• Task objective: Please return every line in the following data that includes the string "MmapMut".

• Materials provided:
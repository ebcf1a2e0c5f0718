/// Named cross-process reader/writer locks.
///
/// Every lock is a POSIX `pthread_rwlock_t` initialized with
/// `PTHREAD_PROCESS_SHARED`, living at a fixed slot inside one mapped lock
/// file so unrelated processes agree on lock identity:
///
/// ```text
/// slot 0                      SEGMENT   (lifecycle; shared for ordinary ops)
/// slot 1                      STATS     (the two stats words)
/// slot 2                      RING      (oldestZoneIndex)
/// slots 3 .. 3+512            BUCKET[b] (one per hash bucket)
/// slots 3+512 ..              ZONE[z]   (one per zone)
/// ```
///
/// Acquisition returns a scoped guard; release happens in `Drop` on every
/// exit path. Exclusive acquisition also comes in a non-blocking `try`
/// flavor, used by eviction when it must touch foreign buckets out of the
/// canonical lock order.
use std::fs::{self, OpenOptions};
use std::io;
use std::marker::PhantomData;
use std::path::{Path, PathBuf};
use std::time::{Duration, Instant};

use memmap2::MmapMut;

use crate::error::{Error, Result};
use crate::shm::layout::BUCKET_COUNT;

/// Bytes reserved per lock slot.
/// pthread_rwlock_t is 56 bytes on x86_64 Linux, 200 bytes on macOS arm64.
/// We over-allocate to be safe.
pub const LOCK_SLOT_SIZE: usize = 256;

const SEGMENT_SLOT: usize = 0;
const STATS_SLOT: usize = 1;
const RING_SLOT: usize = 2;
const FIXED_SLOTS: usize = 3;

/// Total byte size of the lock file for a segment with `zone_count` zones.
pub fn lock_file_size(zone_count: usize) -> usize {
    (FIXED_SLOTS + BUCKET_COUNT + zone_count) * LOCK_SLOT_SIZE
}

/// The full set of segment locks, backed by one mapped file.
pub struct LockSet {
    // Keeps the mapping alive; locks are addressed through `ptr`.
    _mmap: MmapMut,
    ptr: *mut u8,
    path: PathBuf,
    zone_count: usize,
}

// The pthread locks themselves are the synchronization primitive.
unsafe impl Send for LockSet {}
unsafe impl Sync for LockSet {}

impl LockSet {
    /// Create (or recreate) the lock file and initialize every lock.
    ///
    /// Must run under the attach-time advisory file lock so a concurrent
    /// opener never sees half-initialized pthread state.
    pub fn create(path: &Path, zone_count: usize) -> Result<Self> {
        let size = lock_file_size(zone_count);
        let file = OpenOptions::new()
            .read(true)
            .write(true)
            .create(true)
            .truncate(true)
            .open(path)?;
        file.set_len(size as u64)?;

        // Safety: we just created and sized the file.
        let mut mmap = unsafe { MmapMut::map_mut(&file)? };
        let ptr = mmap.as_mut_ptr();

        let set = LockSet {
            _mmap: mmap,
            ptr,
            path: path.to_path_buf(),
            zone_count,
        };
        for slot in 0..FIXED_SLOTS + BUCKET_COUNT + zone_count {
            // Safety: each slot is zeroed, in bounds, and owned by us here.
            unsafe { init_rwlock(set.slot_ptr(slot))? };
        }
        log::debug!("initialized {} locks in {path:?}", FIXED_SLOTS + BUCKET_COUNT + zone_count);
        Ok(set)
    }

    /// Map an existing lock file, validating its size against the geometry.
    pub fn open(path: &Path, zone_count: usize) -> Result<Self> {
        let file = OpenOptions::new().read(true).write(true).open(path)?;
        let expected = lock_file_size(zone_count) as u64;
        let actual = file.metadata()?.len();
        if actual != expected {
            return Err(Error::Io(io::Error::new(
                io::ErrorKind::InvalidData,
                format!("lock file {path:?} is {actual} bytes, expected {expected}"),
            )));
        }

        // Safety: the locks were initialized by the creating process.
        let mut mmap = unsafe { MmapMut::map_mut(&file)? };
        let ptr = mmap.as_mut_ptr();
        Ok(LockSet {
            _mmap: mmap,
            ptr,
            path: path.to_path_buf(),
            zone_count,
        })
    }

    fn slot_ptr(&self, slot: usize) -> *mut libc::pthread_rwlock_t {
        debug_assert!(slot < FIXED_SLOTS + BUCKET_COUNT + self.zone_count);
        // Safety: slot index is validated by the callers below.
        unsafe { self.ptr.add(slot * LOCK_SLOT_SIZE) as *mut libc::pthread_rwlock_t }
    }

    fn lock_at(&self, slot: usize) -> ShmRwLock<'_> {
        ShmRwLock {
            ptr: self.slot_ptr(slot),
            _owner: PhantomData,
        }
    }

    /// Segment lifecycle lock; shared for ordinary ops, exclusive for flush
    /// and destroy.
    pub fn segment(&self) -> ShmRwLock<'_> {
        self.lock_at(SEGMENT_SLOT)
    }

    /// Protects the two stats words.
    pub fn stats(&self) -> ShmRwLock<'_> {
        self.lock_at(STATS_SLOT)
    }

    /// Protects `oldestZoneIndex`.
    pub fn ring(&self) -> ShmRwLock<'_> {
        self.lock_at(RING_SLOT)
    }

    /// Protects bucket `b`'s head and every chunk linked from it.
    pub fn bucket(&self, bucket: usize) -> ShmRwLock<'_> {
        assert!(bucket < BUCKET_COUNT);
        self.lock_at(FIXED_SLOTS + bucket)
    }

    /// Protects all bytes of zone `z`.
    pub fn zone(&self, zone: usize) -> ShmRwLock<'_> {
        assert!(zone < self.zone_count);
        self.lock_at(FIXED_SLOTS + BUCKET_COUNT + zone)
    }

    /// Remove the backing file.
    pub fn unlink(&self) -> io::Result<()> {
        fs::remove_file(&self.path)
    }
}

/// Initialize a process-shared rwlock in place.
///
/// # Safety
/// `ptr` must point at `LOCK_SLOT_SIZE` zeroed bytes of shared memory not
/// yet used as a lock by any process.
unsafe fn init_rwlock(ptr: *mut libc::pthread_rwlock_t) -> Result<()> {
    let mut attr: libc::pthread_rwlockattr_t = std::mem::zeroed();
    let rc = libc::pthread_rwlockattr_init(&mut attr);
    if rc != 0 {
        return Err(Error::Io(io::Error::from_raw_os_error(rc)));
    }
    let rc = libc::pthread_rwlockattr_setpshared(&mut attr, libc::PTHREAD_PROCESS_SHARED);
    if rc != 0 {
        libc::pthread_rwlockattr_destroy(&mut attr);
        return Err(Error::Io(io::Error::from_raw_os_error(rc)));
    }
    let rc = libc::pthread_rwlock_init(ptr, &attr);
    libc::pthread_rwlockattr_destroy(&mut attr);
    if rc != 0 {
        return Err(Error::Io(io::Error::from_raw_os_error(rc)));
    }
    Ok(())
}

/// A handle to one named lock. Cheap to create, lives as long as its
/// `LockSet`.
#[derive(Clone, Copy)]
#[derive(Debug)]
pub struct ShmRwLock<'a> {
    ptr: *mut libc::pthread_rwlock_t,
    _owner: PhantomData<&'a LockSet>,
}

impl<'a> ShmRwLock<'a> {
    /// Acquire in shared (reader) mode.
    pub fn shared(self, timeout: Option<Duration>) -> Result<SharedGuard<'a>> {
        acquire(
            timeout,
            || unsafe { libc::pthread_rwlock_rdlock(self.ptr) },
            || unsafe { libc::pthread_rwlock_tryrdlock(self.ptr) },
        )?;
        Ok(SharedGuard { lock: self })
    }

    /// Acquire in exclusive (writer) mode.
    pub fn exclusive(self, timeout: Option<Duration>) -> Result<ExclusiveGuard<'a>> {
        acquire(
            timeout,
            || unsafe { libc::pthread_rwlock_wrlock(self.ptr) },
            || unsafe { libc::pthread_rwlock_trywrlock(self.ptr) },
        )?;
        Ok(ExclusiveGuard { lock: self })
    }

    /// Non-blocking exclusive acquisition.
    pub fn try_exclusive(self) -> Option<ExclusiveGuard<'a>> {
        let rc = unsafe { libc::pthread_rwlock_trywrlock(self.ptr) };
        if rc == 0 {
            Some(ExclusiveGuard { lock: self })
        } else {
            None
        }
    }

    fn unlock(self) {
        let rc = unsafe { libc::pthread_rwlock_unlock(self.ptr) };
        debug_assert_eq!(rc, 0, "pthread_rwlock_unlock failed: {rc}");
    }
}

/// Block (no timeout) or spin on the try variant until the deadline.
fn acquire(
    timeout: Option<Duration>,
    block: impl Fn() -> i32,
    try_once: impl Fn() -> i32,
) -> Result<()> {
    match timeout {
        None => {
            let rc = block();
            if rc != 0 {
                return Err(Error::Io(io::Error::from_raw_os_error(rc)));
            }
            Ok(())
        }
        Some(limit) => {
            let deadline = Instant::now() + limit;
            loop {
                let rc = try_once();
                if rc == 0 {
                    return Ok(());
                }
                if rc != libc::EBUSY {
                    return Err(Error::Io(io::Error::from_raw_os_error(rc)));
                }
                if Instant::now() >= deadline {
                    return Err(Error::Locked);
                }
                std::thread::yield_now();
            }
        }
    }
}

/// Shared-mode guard; releases on drop.
pub struct SharedGuard<'a> {
    lock: ShmRwLock<'a>,
}

impl Drop for SharedGuard<'_> {
    fn drop(&mut self) {
        self.lock.unlock();
    }
}

/// Exclusive-mode guard; releases on drop.
#[derive(Debug)]
pub struct ExclusiveGuard<'a> {
    lock: ShmRwLock<'a>,
}

impl Drop for ExclusiveGuard<'_> {
    fn drop(&mut self) {
        self.lock.unlock();
    }
}

#[cfg(test)]
mod tests {
    use super::*;

    fn lock_set(dir: &Path) -> LockSet {
        LockSet::create(&dir.join("t.lock"), 4).unwrap()
    }

    #[test]
    fn shared_then_exclusive() {
        let dir = tempfile::tempdir().unwrap();
        let locks = lock_set(dir.path());

        let a = locks.segment().shared(None).unwrap();
        let b = locks.segment().shared(None).unwrap();
        assert!(locks.segment().try_exclusive().is_none());
        drop(a);
        drop(b);
        assert!(locks.segment().try_exclusive().is_some());
    }

    #[test]
    fn try_exclusive_fails_under_writer() {
        let dir = tempfile::tempdir().unwrap();
        let locks = lock_set(dir.path());

        let g = locks.bucket(7).exclusive(None).unwrap();
        assert!(locks.bucket(7).try_exclusive().is_none());
        // Other buckets stay independent.
        assert!(locks.bucket(8).try_exclusive().is_some());
        drop(g);
        assert!(locks.bucket(7).try_exclusive().is_some());
    }

    #[test]
    fn exclusive_times_out() {
        let dir = tempfile::tempdir().unwrap();
        let locks = lock_set(dir.path());

        let _g = locks.zone(0).exclusive(None).unwrap();
        let err = locks
            .zone(0)
            .exclusive(Some(Duration::from_millis(10)))
            .unwrap_err();
        assert!(matches!(err, Error::Locked));
    }

    #[test]
    fn reopen_sees_same_locks() {
        let dir = tempfile::tempdir().unwrap();
        let path = dir.path().join("t.lock");
        let a = LockSet::create(&path, 4).unwrap();
        let b = LockSet::open(&path, 4).unwrap();

        let g = a.ring().exclusive(None).unwrap();
        assert!(b.ring().try_exclusive().is_none());
        drop(g);
        assert!(b.ring().try_exclusive().is_some());
    }

    #[test]
    fn open_rejects_wrong_zone_count() {
        let dir = tempfile::tempdir().unwrap();
        let path = dir.path().join("t.lock");
        LockSet::create(&path, 4).unwrap();
        assert!(LockSet::open(&path, 5).is_err());
    }
}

• Response area:
use memmap2::MmapMut;
    _mmap: MmapMut,
        let mut mmap = unsafe { MmapMut::map_mut(&file)? };
        let mut mmap = unsafe { MmapMut::map_mut(&file)? };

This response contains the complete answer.